Michael S. Kelley

Mike Kelley on the summit of Mauna Kea (13,796 ft.) in Hawaii,
August 2003.
Dr. Michael S. Kelley is an Adjunct Faculty member in the Department of Geology and Geography at Georgia Southern University, and a Visiting Astronomer at the NASA Infrared Telescope Facility in Hawaii. He was born in Connecticut and has lived in Washington State, upstate New York, Texas, Georgia, and Virginia. He received a B.S. in Geophysics from the University of Connecticut (1989), and an M.S. (1995) and a Ph.D. (1999) in Geology from the Rensselaer Polytechnic Institute. Dr. Kelley held a National Research Council Postdoctoral Fellowship at NASA Johnson Space Center in Houston, Texas from 1999 to 2001. Between 2002 and 2007 he was a Research Scientist and Temporary Assistant Professor at Georgia Southern University.

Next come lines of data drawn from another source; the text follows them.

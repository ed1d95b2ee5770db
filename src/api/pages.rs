//! Home page and account endpoints

use axum::{
    Json, Router,
    extract::State,
    response::{Html, IntoResponse},
    routing::get,
};

use crate::AppState;
use crate::auth::{CurrentUser, MaybeUser, Profile};
use crate::error::AppError;

/// Create page router
///
/// Routes:
/// - GET / - Home page
/// - GET /users/me - Profile of the signed-in user
/// - GET /health - Health check
pub fn pages_router() -> Router<AppState> {
    Router::new()
        .route("/", get(home))
        .route("/users/me", get(current_profile))
        .route("/health", get(health_check))
}

/// GET /
///
/// Shows whether a session is present. Never contacts GitHub.
async fn home(MaybeUser(identity): MaybeUser) -> impl IntoResponse {
    let body = match identity {
        Some(_) => {
            r#"<p>You are signed in with GitHub.</p>
    <p><a href="/users/me">View your GitHub profile</a></p>
    <form method="post" action="/logout"><button type="submit">Sign out</button></form>"#
        }
        None => r#"<p>You are not signed in.</p>
    <a href="/auth/github">Sign in with GitHub</a>"#,
    };

    Html(format!(
        r#"<!DOCTYPE html>
<html>
<head><title>lunch-login</title></head>
<body>
    <h1>lunch-login</h1>
    {body}
</body>
</html>
"#
    ))
}

/// GET /users/me
///
/// The session only stores the access token, so the profile is fetched
/// from GitHub again on every call.
async fn current_profile(
    State(state): State<AppState>,
    CurrentUser(identity): CurrentUser,
) -> Result<Json<Profile>, AppError> {
    let profile = state
        .strategy
        .fetch_profile(&identity.access_token)
        .await
        .map_err(|e| AppError::AuthExchangeFailed(e.to_string()))?;

    Ok(Json(profile))
}

async fn health_check() -> &'static str {
    "OK"
}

Dr. Kelley is currently working full time in the Planetary Science Division at NASA Headquarters in Washington, DC. He is the Program Scientist for two spacecraft missions (EPOXI and Stardust-NExT), the Planetary Geology and Geophysics R&A Program, the Planetary Data System, and the Small Bodies Assessment Group.
Research
Areas of concentration in Dr. Kelley's research include mineralogy and geology of asteroids, genetic testing of dynamical asteroid families, and asteroid-meteorite relationships. He has ongoing projects involving the mineralogy of rare classes of asteroids, and ground-based remote sensing of spacecraft target asteroids. He is a Visiting Astronomer at the NASA Infrared Telescope Facility at Mauna Kea Observatories in Hawai`i, which is the primary facility for the observational portion of his research. Dr. Kelley led an international team of scientists that performed physical and geochemical analyses of the Statesboro, Georgia meteorite.
Teaching
Dr. Kelley taught directed studies courses, lecture and laboratory sections of Introduction to Earth, laboratory sections of Environmental Geology, and the upper-division Introduction to Research Methods course. Prior to his tenure at Georgia Southern, he taught Physical Geology laboratory and Optical Mineralogy. Dr. Kelley has lectured or served as field trip leader in a variety of courses ranging from Astronomy to Volcanology and from Dinosaurs to Origin of Life.
Service
Dr. Kelley was a member of the 2005-2006 Antarctic Search for Meteorites expedition to the Miller Range in Antarctica. He maintained the team’s weblog during that expedition. Dr. Kelley served as an officer in the Planetary Geology Division of the Geological Society of America (PGD-GSA) from 2002 to 2005. He chaired the G. K. Gilbert Award Committee, which is a professional career achievement award sponsored by the PGD-GSA. He also served as chair of the Pellas-Ryder Award Committee, an international award sponsored by the Meteoritical Society and PGD-GSA, and awarded each year to the best, peer-reviewed, planetary science paper published by a student. Dr. Kelley co-organized the Department's seminar series for several years. From 1999 to 2003 Dr. Kelley was a member of the program committee for the annual Lunar and Planetary Science Conference, and in 2003-2004 he was a member of the Joint Technical Program Committee for the annual GSA meeting. He served as Technical Program Chair for the record-setting 2007 Southeastern Section GSA Meeting, which was hosted by our Department. Dr. Kelley has served on many NASA science review panels, and is a regular reviewer for the journals Icarus and Meteoritics and Planetary Science.